### Saved entries
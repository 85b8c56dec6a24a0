//! some linear algebra functions used throughout the code
#![allow(non_snake_case)]
/// direct solvers: dense LU (nalgebra) or band LU, factorized once and reused for many right-hand sides
pub mod LUsolver;
/// diagnostics for linear systems and matrices: condition number and warning
/// if it is poorly conditioned
pub mod linear_sys_diagnostics;
/// LU decomposition of banded matrices with partial pivoting
pub mod lu_band;
//! error taxonomy of the crate: every public operation returns `SplineResult`
use thiserror::Error;

/// Coarse classification of `SplineError` variants.
#[derive(Debug, Clone, Copy, PartialEq, Eq)]
pub enum ErrorKind {
    /// malformed or out-of-range input
    Domain,
    /// tensor rank or extent mismatch
    Shape,
    /// non-numeric data where numbers were expected
    Type,
    /// operation called in the wrong state of the interpolant
    State,
    /// factorization of a collocation matrix failed
    Numerical,
    Io,
    Config,
}

#[derive(Error, Debug)]
pub enum SplineError {
    #[error("no coordinate array was given")]
    NullInput,

    #[error("at least {required} points are needed on an axis, but {provided} were provided")]
    TooFewPoints { required: usize, provided: usize },

    #[error("coordinate {index} is not finite: {value}")]
    NonFinite { index: usize, value: f64 },

    #[error("coordinates must be strictly increasing, violated at index {index}")]
    NotStrictlyIncreasing { index: usize },

    #[error("coordinate arrays must be real valued, got a complex array")]
    ComplexValued,

    #[error("coordinate array must have rank 1, got rank {rank}")]
    WrongRank { rank: usize },

    #[error("interpolant needs at least one axis")]
    NoAxes,

    #[error("x = {x} on axis {axis} is outside of the knots range [{min}, {max}]")]
    OutOfDomain {
        axis: usize,
        x: f64,
        min: f64,
        max: f64,
    },

    #[error("point has {found} coordinates, interpolant has {expected} axes")]
    PointDimension { expected: usize, found: usize },

    #[error("tensor rank {found} does not match the number of axes {expected}")]
    RankMismatch { expected: usize, found: usize },

    #[error("tensor shape {found:?} does not match the expected shape {expected:?}")]
    ShapeMismatch {
        expected: Vec<usize>,
        found: Vec<usize>,
    },

    #[error("tensor is empty")]
    EmptyTensor,

    #[error("value '{value}' at index {index} is not numeric")]
    NonNumeric { index: usize, value: String },

    #[error("{operation} is not allowed in state {state}")]
    InvalidState {
        operation: &'static str,
        state: &'static str,
    },

    #[error("spline matrix of axis {axis} is singular")]
    SingularMatrix { axis: usize },

    #[error("i/o failure: {0}")]
    Io(#[from] std::io::Error),

    #[error("csv failure: {0}")]
    Csv(#[from] csv::Error),

    #[error("cannot parse '{value}' on line {line} as a number")]
    Parse { line: usize, value: String },

    #[error("configuration error: {0}")]
    Config(String),
}

impl SplineError {
    pub fn kind(&self) -> ErrorKind {
        use SplineError::*;
        match self {
            NullInput
            | TooFewPoints { .. }
            | NonFinite { .. }
            | NotStrictlyIncreasing { .. }
            | ComplexValued
            | WrongRank { .. }
            | NoAxes
            | OutOfDomain { .. }
            | PointDimension { .. } => ErrorKind::Domain,
            RankMismatch { .. } | ShapeMismatch { .. } | EmptyTensor => ErrorKind::Shape,
            NonNumeric { .. } => ErrorKind::Type,
            InvalidState { .. } => ErrorKind::State,
            SingularMatrix { .. } => ErrorKind::Numerical,
            Io(_) | Csv(_) | Parse { .. } => ErrorKind::Io,
            Config(_) => ErrorKind::Config,
        }
    }
}

pub type SplineResult<T> = Result<T, SplineError>;
#![allow(non_snake_case)]
use nalgebra::DMatrix;

/// The condition number of a matrix is a measure of the sensitivity of its solution to small perturbations in the input data.
/// In 2-norm it is the ratio of the largest singular value of the matrix to the smallest one.
pub fn condition_number(A: &DMatrix<f64>) -> f64 {
    let singular_values = A.singular_values();
    let max_sigma = singular_values.max();
    let min_sigma = singular_values.min();
    if min_sigma == 0.0 {
        f64::INFINITY
    } else {
        max_sigma / min_sigma
    }
}

#[cfg(test)]
mod tests {
    use super::*;
    use approx::assert_relative_eq;

    /// famous example of ill-conditioned matrix
    fn hilbert_matrix(n: usize) -> DMatrix<f64> {
        DMatrix::from_fn(n, n, |i, j| 1.0 / (i as f64 + j as f64 + 1.0))
    }

    #[test]
    fn test_condition_number_of_diagonal() {
        let A = DMatrix::from_diagonal(&nalgebra::DVector::from_vec(vec![4.0, 2.0, 0.5]));
        assert_relative_eq!(condition_number(&A), 8.0, epsilon = 1e-12);
    }

    #[test]
    fn test_condition_number_of_nearly_singular() {
        let A = DMatrix::from_vec(2, 2, vec![1.0, 1.0, 1.00001, 1.0]);
        assert!(condition_number(&A) > 1e5);
        assert_relative_eq!(condition_number(&DMatrix::identity(3, 3)), 1.0, epsilon = 1e-12);
        assert_eq!(condition_number(&DMatrix::zeros(2, 2)), f64::INFINITY);
    }

    #[test]
    fn test_condition_number_of_hilbert() {
        assert!(condition_number(&hilbert_matrix(6)) > 1e5);
    }
}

### Work instructions
No line may be left out; the records are to be transcribed in full.

### Exercise result
repository 85b8c56dec6a24a0
//! some linear algebra functions used throughout the code
#![allow(non_snake_case)]
/// direct solvers: dense LU (nalgebra) or band LU, factorized once and reused for many right-hand sides
pub mod LUsolver;
/// diagnostics for linear systems and matrices: condition number and warning
/// if it is poorly conditioned
pub mod linear_sys_diagnostics;
/// LU decomposition of banded matrices with partial pivoting
pub mod lu_band;
//! error taxonomy of the crate: every public operation returns `SplineResult`
use thiserror::Error;

/// Coarse classification of `SplineError` variants.
#[derive(Debug, Clone, Copy, PartialEq, Eq)]
pub enum ErrorKind {
    /// malformed or out-of-range input
    Domain,
    /// tensor rank or extent mismatch
    Shape,
    /// non-numeric data where numbers were expected
    Type,
    /// operation called in the wrong state of the interpolant
    State,
    /// factorization of a collocation matrix failed
    Numerical,
    Io,
    Config,
}

#[derive(Error, Debug)]
pub enum SplineError {
    #[error("no coordinate array was given")]
    NullInput,

    #[error("at least {required} points are needed on an axis, but {provided} were provided")]
    TooFewPoints { required: usize, provided: usize },

    #[error("coordinate {index} is not finite: {value}")]
    NonFinite { index: usize, value: f64 },

    #[error("coordinates must be strictly increasing, violated at index {index}")]
    NotStrictlyIncreasing { index: usize },

    #[error("coordinate arrays must be real valued, got a complex array")]
    ComplexValued,

    #[error("coordinate array must have rank 1, got rank {rank}")]
    WrongRank { rank: usize },

    #[error("interpolant needs at least one axis")]
    NoAxes,

    #[error("x = {x} on axis {axis} is outside of the knots range [{min}, {max}]")]
    OutOfDomain {
        axis: usize,
        x: f64,
        min: f64,
        max: f64,
    },

    #[error("point has {found} coordinates, interpolant has {expected} axes")]
    PointDimension { expected: usize, found: usize },

    #[error("tensor rank {found} does not match the number of axes {expected}")]
    RankMismatch { expected: usize, found: usize },

    #[error("tensor shape {found:?} does not match the expected shape {expected:?}")]
    ShapeMismatch {
        expected: Vec<usize>,
        found: Vec<usize>,
    },

    #[error("tensor is empty")]
    EmptyTensor,

    #[error("value '{value}' at index {index} is not numeric")]
    NonNumeric { index: usize, value: String },

    #[error("{operation} is not allowed in state {state}")]
    InvalidState {
        operation: &'static str,
        state: &'static str,
    },

    #[error("spline matrix of axis {axis} is singular")]
    SingularMatrix { axis: usize },

    #[error("i/o failure: {0}")]
    Io(#[from] std::io::Error),

    #[error("csv failure: {0}")]
    Csv(#[from] csv::Error),

    #[error("cannot parse '{value}' on line {line} as a number")]
    Parse { line: usize, value: String },

    #[error("configuration error: {0}")]
    Config(String),
}

impl SplineError {
    pub fn kind(&self) -> ErrorKind {
        use SplineError::*;
        match self {
            NullInput
            | TooFewPoints { .. }
            | NonFinite { .. }
            | NotStrictlyIncreasing { .. }
            | ComplexValued
            | WrongRank { .. }
            | NoAxes
            | OutOfDomain { .. }
            | PointDimension { .. } => ErrorKind::Domain,
            RankMismatch { .. } | ShapeMismatch { .. } | EmptyTensor => ErrorKind::Shape,
            NonNumeric { .. } => ErrorKind::Type,
            InvalidState { .. } => ErrorKind::State,
            SingularMatrix { .. } => ErrorKind::Numerical,
            Io(_) | Csv(_) | Parse { .. } => ErrorKind::Io,
            Config(_) => ErrorKind::Config,
        }
    }
}

pub type SplineResult<T> = Result<T, SplineError>;
#![allow(non_snake_case)]
use nalgebra::DMatrix;

/// The condition number of a matrix is a measure of the sensitivity of its solution to small perturbations in the input data.
/// In 2-norm it is the ratio of the largest singular value of the matrix to the smallest one.
pub fn condition_number(A: &DMatrix<f64>) -> f64 {
    let singular_values = A.singular_values();
    let max_sigma = singular_values.max();
    let min_sigma = singular_values.min();
    if min_sigma == 0.0 {
        f64::INFINITY
    } else {
        max_sigma / min_sigma
    }
}

#[cfg(test)]
mod tests {
    use super::*;
    use approx::assert_relative_eq;

    /// famous example of ill-conditioned matrix
    fn hilbert_matrix(n: usize) -> DMatrix<f64> {
        DMatrix::from_fn(n, n, |i, j| 1.0 / (i as f64 + j as f64 + 1.0))
    }

    #[test]
    fn test_condition_number_of_diagonal() {
        let A = DMatrix::from_diagonal(&nalgebra::DVector::from_vec(vec![4.0, 2.0, 0.5]));
        assert_relative_eq!(condition_number(&A), 8.0, epsilon = 1e-12);
    }

    #[test]
    fn test_condition_number_of_nearly_singular() {
        let A = DMatrix::from_vec(2, 2, vec![1.0, 1.0, 1.00001, 1.0]);
        assert!(condition_number(&A) > 1e5);
        assert_relative_eq!(condition_number(&DMatrix::identity(3, 3)), 1.0, epsilon = 1e-12);
        assert_eq!(condition_number(&DMatrix::zeros(2, 2)), f64::INFINITY);
    }

    #[test]
    fn test_condition_number_of_hilbert() {
        assert!(condition_number(&hilbert_matrix(6)) > 1e5);
    }
}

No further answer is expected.